Namun, sebelum Jisoo sempat mencerna lebih jauh, Jennie mendekatkan wajahnya lagi. "Kamu bisa menjadi bagian dari hidupku yang sesungguhnya, Jisoo. Bukan yang dilihat orang lain, tapi yang nyata. Kamu bisa memilih, jadi lelaki simpananku, atau terus hidup seperti ini... terjebak dalam rutinitas yang melelahkan," ucap Jennie dengan nada menantang, sambil jemarinya kembali mengelus dada Jisoo hingga turun ke pinggangnya.
Jisoo menelan ludah, tangannya gemetar saat mencoba memegang kendali atas situasi ini. "Kamu serius dengan tawaran ini?" tanyanya, masih berusaha memastikan meskipun hatinya sudah ruwet dengan berbagai emosi.
Jennie tersenyum lagi, kali ini senyum licik yang penuh kepercayaan diri. "Aku tidak main-main, Jisoo."
Setelah perbincangan yang intens dengan Jennie, suasana menjadi sedikit lebih tenang. Jennie, yang sudah mengenakan pakaian rapi, melihat jam tangannya dan menyadari bahwa waktunya sudah semakin mendesak untuk kembali ke perusahaannya. Dia berdiri dan pamit kepada Jisoo dengan senyum menggoda.
"Aku harus pergi sekarang," kata Jennie sambil merapikan rambutnya. "Ada banyak hal yang harus aku urus di kantor. Kau bisa menghubungiku jika kau sudah membuat keputusan."
Jisoo, yang masih berada dalam keadaan setengah linglung setelah pembicaraan itu, berusaha menawarkan diri untuk mengantarkan Jennie. "Biar aku antar. Aku juga harus keluar untuk mengurus beberapa hal."

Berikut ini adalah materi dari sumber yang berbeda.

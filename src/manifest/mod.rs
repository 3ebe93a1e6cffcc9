//! File metadata carried at the front of the document body.
//!
//! Layout, little-endian: name length (u16), UTF-8 name, original size (u64),
//! then the file content. The manifest is compressed and sealed together with
//! the content, so an encrypted document does not leak its file name.

use std::path::Path;

use byteorder::{ByteOrder, LittleEndian};
use thiserror::Error;

const NAME_LEN_SIZE: usize = 2;
const SIZE_FIELD_SIZE: usize = 8;

#[derive(Error, Debug, PartialEq)]
pub enum ManifestError {
    #[error("document manifest is truncated")]
    Truncated,
    #[error("file name is not valid UTF-8")]
    BadName,
    #[error("file name of {0} bytes is too long")]
    NameTooLong(usize),
    #[error("manifest declares {declared} bytes but {actual} follow")]
    SizeMismatch { declared: u64, actual: usize },
}

#[derive(Debug, Clone, PartialEq, Eq, Default)]
pub struct Manifest {
    pub name: Option<String>,
    pub original_size: u64,
}

impl Manifest {
    pub fn new(name: Option<&str>, original_size: usize) -> Self {
        Self {
            name: name.filter(|n| !n.is_empty()).map(str::to_owned),
            original_size: original_size as u64,
        }
    }

    /// The stored name reduced to its final path component, so a crafted
    /// document cannot point the writer outside the output directory.
    pub fn file_name(&self) -> Option<&str> {
        let name = self.name.as_deref()?;
        Path::new(name).file_name().and_then(|n| n.to_str())
    }

    /// Serialise the manifest followed by `content`.
    pub fn prepend(&self, content: &[u8]) -> Result<Vec<u8>, ManifestError> {
        let name = self.name.as_deref().unwrap_or("").as_bytes();
        let name_len = u16::try_from(name.len()).map_err(|_| ManifestError::NameTooLong(name.len()))?;

        let mut out = Vec::with_capacity(NAME_LEN_SIZE + name.len() + SIZE_FIELD_SIZE + content.len());
        let mut field = [0u8; SIZE_FIELD_SIZE];
        LittleEndian::write_u16(&mut field, name_len);
        out.extend_from_slice(&field[..NAME_LEN_SIZE]);
        out.extend_from_slice(name);
        LittleEndian::write_u64(&mut field, self.original_size);
        out.extend_from_slice(&field);
        out.extend_from_slice(content);
        Ok(out)
    }

    /// Parse the manifest at the front of `body` and return it with the content.
    pub fn split(body: &[u8]) -> Result<(Self, &[u8]), ManifestError> {
        if body.len() < NAME_LEN_SIZE {
            return Err(ManifestError::Truncated);
        }
        let name_len = LittleEndian::read_u16(body) as usize;
        let size_at = NAME_LEN_SIZE + name_len;
        let content_at = size_at + SIZE_FIELD_SIZE;
        if body.len() < content_at {
            return Err(ManifestError::Truncated);
        }

        let name = std::str::from_utf8(&body[NAME_LEN_SIZE..size_at]).map_err(|_| ManifestError::BadName)?;
        let original_size = LittleEndian::read_u64(&body[size_at..content_at]);
        let content = &body[content_at..];
        if original_size != content.len() as u64 {
            return Err(ManifestError::SizeMismatch {
                declared: original_size,
                actual: content.len(),
            });
        }

        let manifest = Self {
            name: (!name.is_empty()).then(|| name.to_owned()),
            original_size,
        };
        Ok((manifest, content))
    }
}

Namun, Jennie tersenyum kecil dan menolak dengan lembut. "Tak perlu. Supir pribadiku akan segera menjemputku. Tapi terima kasih untuk tawarannya." Dia mendekat lagi, kali ini lebih lembut, dan berbisik di telinga Jisoo, "Pertimbangkan tawaranku baik-baik, ya." Lalu sebelum Jisoo bisa bereaksi, Jennie memberikan ciuman singkat di bibirnya yang berbentuk hati, mengedipkan mata dengan penuh godaan sebelum berbalik dan meninggalkan Jisoo sendirian di kamarnya.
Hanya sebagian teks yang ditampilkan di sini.